# A power series equality involving binomial coefficients

I believe the following identity holds for any non-negative integers $$m,k$$:

$$\binom{m+k}{k}^2 = \sum_{n=0}^m \binom{k}{m-n}^2\binom{2k+n}{n}.$$

It seems like there should be a slick double counting way of proving it, but I am not able to see it. I got this identity because I believe the following power series equality holds for $$|x| < 1$$,

$$(1-x)^{2k-1} \sum_{m=0}^\infty \binom{m+k-1}{k-1}^2 x^m = \sum_{j=0}^{k-1} \binom{k-1}{j}^2 x^j.$$

The binomial identity above comes from dividing by $$(1-x)^{2k-1}$$, applying the binomial theorem replacing $$k$$ with $$k+1$$ and comparing the coefficients of both sides.

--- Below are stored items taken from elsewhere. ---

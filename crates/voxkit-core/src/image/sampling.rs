use super::domain::Domain;
use crate::core::geom::{GeometryError, Vec3};
use crate::core::lattice::{Point, Size};

/// Physical size of one sample along each axis, in spatial units.
///
/// Frequency data derives its sampling from the spatial one: an axis of `n`
/// samples spaced `s` apart has frequency steps of `1 / (n * s)`.
#[derive(Debug, Clone, Copy, PartialEq)]
pub struct PixelSampling {
    spatial: Vec3,
}

impl Default for PixelSampling {
    fn default() -> Self {
        Self {
            spatial: Vec3::new(1.0, 1.0, 1.0),
        }
    }
}

impl PixelSampling {
    pub fn new(spatial: Vec3) -> Result<Self, GeometryError> {
        if spatial.iter().any(|s| !s.is_finite() || *s <= 0.0) {
            return Err(GeometryError::DegenerateInput(
                "pixel sampling must be positive and finite",
            ));
        }
        Ok(Self { spatial })
    }

    pub fn uniform(spacing: f64) -> Result<Self, GeometryError> {
        Self::new(Vec3::new(spacing, spacing, spacing))
    }

    pub fn spatial(&self) -> Vec3 {
        self.spatial
    }

    pub fn frequency(&self, size: Size) -> Vec3 {
        Vec3::new(
            1.0 / (size.width() as f64 * self.spatial.x),
            1.0 / (size.height() as f64 * self.spatial.y),
            1.0 / (size.depth() as f64 * self.spatial.z),
        )
    }

    /// Sampling in the units of `domain`, for data whose logical size is `size`.
    pub fn for_domain(&self, domain: Domain, size: Size) -> Vec3 {
        match domain {
            Domain::Spatial => self.spatial,
            Domain::Frequency | Domain::HalfFrequency => self.frequency(size),
        }
    }

    pub fn point_to_coord(&self, point: Point, domain: Domain, size: Size) -> Vec3 {
        point.to_vec3().component_mul(&self.for_domain(domain, size))
    }

    /// Nearest sample index to a physical coordinate.
    pub fn coord_to_point(&self, coord: &Vec3, domain: Domain, size: Size) -> Point {
        let idx = coord.component_div(&self.for_domain(domain, size));
        Point::new(
            idx.x.round() as i32,
            idx.y.round() as i32,
            idx.z.round() as i32,
        )
    }
}
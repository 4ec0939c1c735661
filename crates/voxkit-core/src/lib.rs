//! # voxkit
//!
//! Typed multi-dimensional image states for structural biology, with a closed
//! set of `(value type, domain)` variants, single-match algorithm dispatch and
//! a geometric primitive kernel.
//!
//! ## Architecture
//!
//! The library is layered so that each layer only depends on the ones below it.
//!
//! - **[`core`]: The Foundation.** Pure value types: vectors, matrices and
//!   quaternions with checked failure modes, lines, planes and cuboids, and the
//!   integer index lattice of points, sizes and extents with its deterministic
//!   scan order and frequency-domain mirroring.
//!
//! - **[`image`]: The Data.** Dense sample buffers typed by value
//!   (`f64` or `Complex<f64>`) and domain (spatial, frequency or
//!   half-frequency), erased into the [`ImageState`] enum.
//!
//! - **[`engine`]: The Machinery.** Algorithm traits and dispatch, the shared
//!   [`ImageHandle`] owner with its observer protocol, and configuration.
//!
//! - **[`alg`]: The Catalogue.** Fill, arithmetic, randomization, thresholding,
//!   statistics, mirroring, value conversion, pasting and the discrete Fourier
//!   transform.
//!
//! ## Example
//!
//! ```
//! use voxkit::alg::{Dft, Fill};
//! use voxkit::core::lattice::{Extent, Point, Size};
//! use voxkit::{Domain, ImageHandle, ValueType};
//!
//! let extent = Extent::from_size(Point::new(-2, -1, 1), Size::new(4, 3, 2)?)?;
//! let image = ImageHandle::create(extent, ValueType::Real, Domain::Spatial)?;
//! image.apply_in_place(&mut Fill::new(1.0))?;
//!
//! let spectrum = image.apply(&mut Dft::default())?;
//! assert_eq!(spectrum.domain()?, Domain::HalfFrequency);
//! assert!((spectrum.get_complex(Point::ORIGIN)?.re - 24.0).abs() < 1e-9);
//! # Ok::<(), Box<dyn std::error::Error>>(())
//! ```

pub mod alg;
pub mod core;
pub mod engine;
pub mod image;

pub use engine::{
    Algorithm, ConfigError, ConstAlgorithm, DataObserver, ImageHandle, ImageView,
    InPlaceAlgorithm, ObserverId, OutOfPlaceAlgorithm, ToolkitConfig, WeakImageHandle,
};
pub use image::{Complex, Domain, ImageError, ImageState, Value, ValueType, Variant};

But this power series equality doesn't seem any easier to prove than the binomial coefficient identity, since I don't really have a handle on the sums on either side.

Does anyone know a reference for an identity of this nature or have an idea for a double counting argument?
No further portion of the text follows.